I just read through a lot of threads debating wether running one node per drive or running one node on a big raid array is better (i.e. more profitable).

Seems the general conclusion is that one node per drive is more profitable.

I just want to say that this conclusion is based on a certain premise. Changing the premise changes the conclusion.

So, don’t go and say one way or the other is better, just consider the initial premise and conclude accordingly. To demonstrate my point I state one case for which it is much better to use RAID than one node per drive.

When you have access to cheap but less reliable drives, it is more profitable to use RAID. That is because the startup time of a node with a new identity puts most profits at risk when you know a single drive is not going to last more than 6-12 months. A system using a RAID array retains a long-term identity and stacks profits instead of starting over all the time and losing withheld payouts.

Just my 2 cents…

That premise may change again if the vetting process is changed in order to allow for bringing capacity online faster… in which case one-node-per-drive becomes more sensible again :slight_smile:

3 Likes

you just demonstrated my point further. change the premise, change the conclusion.

Now imagine: you can find drives at 50 cent per TB. But you know they do not last more than 6 months.
RAID or no RAID ? :man_shrugging:

No RAID, you sell them all to me for $1/TB (=$20 each 20TB drive). You just doubled your investment!

1 Like

For me… because I’ve experienced way more gradual-degradation failures from HDDs… than immediate catastrophic failures… my premise includes the assumption that most HDD failures will be recoverable. Meaning at the end of they day I may still be throwing the drive in the garbage… but I would have had the chance to pull enough data from it to save a nodes Identity and enough data to continue to pass audits. ddrescue FTW! :wink:

So my conclusion is to waste no space on parity/mirroring/availability. Even though I understand the desire to protect full nodes so all the time spent filling them doesn’t go to waste.
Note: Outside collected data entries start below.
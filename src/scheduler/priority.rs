use keyed_priority_queue::KeyedPriorityQueue;

use super::{
    DispatchError, Scheduler, SchedulingDecision, ThreadKey, TimeSlice, UNBOUNDED_SLICE, Workload,
};
use crate::{core::state::ProcessPriority, error::ConfigError};

#[derive(PartialEq, Eq, Debug, Copy, Clone)]
struct Rank {
    priority: ProcessPriority,
    order: u64,
}

// KeyedPriorityQueue is a max-heap; lower priority level and earlier order
// must compare greater.
impl Ord for Rank {
    fn cmp(&self, other: &Self) -> std::cmp::Ordering {
        other
            .priority
            .cmp(&self.priority)
            .then_with(|| other.order.cmp(&self.order))
    }
}

impl PartialOrd for Rank {
    fn partial_cmp(&self, other: &Self) -> Option<std::cmp::Ordering> {
        Some(self.cmp(other))
    }
}

/// Non-preemptive priority policy: the most urgent process class runs first,
/// FIFO within a class.
pub struct PriorityScheduler {
    ready: KeyedPriorityQueue<ThreadKey, Rank>,
    next_order: u64,
}

impl PriorityScheduler {
    pub fn new(time_slice: i64) -> Result<Self, ConfigError> {
        if time_slice != UNBOUNDED_SLICE {
            return Err(ConfigError::InvalidTimeSlice {
                policy: "PRIORITY",
                slice: time_slice,
            });
        }
        Ok(Self {
            ready: KeyedPriorityQueue::new(),
            next_order: 0,
        })
    }
}

impl Scheduler for PriorityScheduler {
    fn name(&self) -> &'static str {
        "PRIORITY"
    }

    fn time_slice(&self) -> TimeSlice {
        TimeSlice::Unbounded
    }

    fn add_to_ready_queue(&mut self, ctx: &Workload, thread: ThreadKey) {
        let rank = Rank {
            priority: ctx.thread(thread).priority,
            order: self.next_order,
        };
        self.next_order += 1;
        self.ready.push(thread, rank);
    }

    fn get_next_thread(&mut self, _ctx: &Workload) -> Result<SchedulingDecision, DispatchError> {
        let count = self.ready.len();
        let (thread, rank) = self.ready.pop().ok_or(DispatchError::EmptyReadyQueue)?;

        Ok(SchedulingDecision {
            thread,
            time_slice: TimeSlice::Unbounded,
            explanation: format!(
                "Selected from {count} threads at highest ready priority {}. Will run to completion of burst.",
                rank.priority
            ),
        })
    }

    fn size(&self) -> usize {
        self.ready.len()
    }
}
(Edit: but I’m still a fan of keeping some incubated nodes around. If you do have a hard failure - may as well restart with auditing and holdback already complete)

2 Likes

oh I did not think of that, run some extra nodes with small space just to get an identity ready to go…
I might spin a few extra jails just for that purpose, to incubate some ID like you say.

1 Like

Another reason to use RAID is to be able to use the drives for my own data. Storj used to say that node operators should use the hardware they already have and only what would be online 24/7/ anyway.

3 Likes

One should be happy to use raid on a per node per disk member basis for growing nodes. Storj has so much dependence on file-walkers, the read advantage and less so the write advantage of spanned nodes can easily cut that operational time by 2-12+x depending on your configs. Thereafter, I’m happy to transfer nodes out to 22+ TB pastures, it just depends on your application of your total resource scalability.
Though I throw those 2 cents in.

I put three disks in raid 0 to maximize space and performance, works great and less hassle setting up three nodes. If a drive dies its over, that’s ok I have other nodes.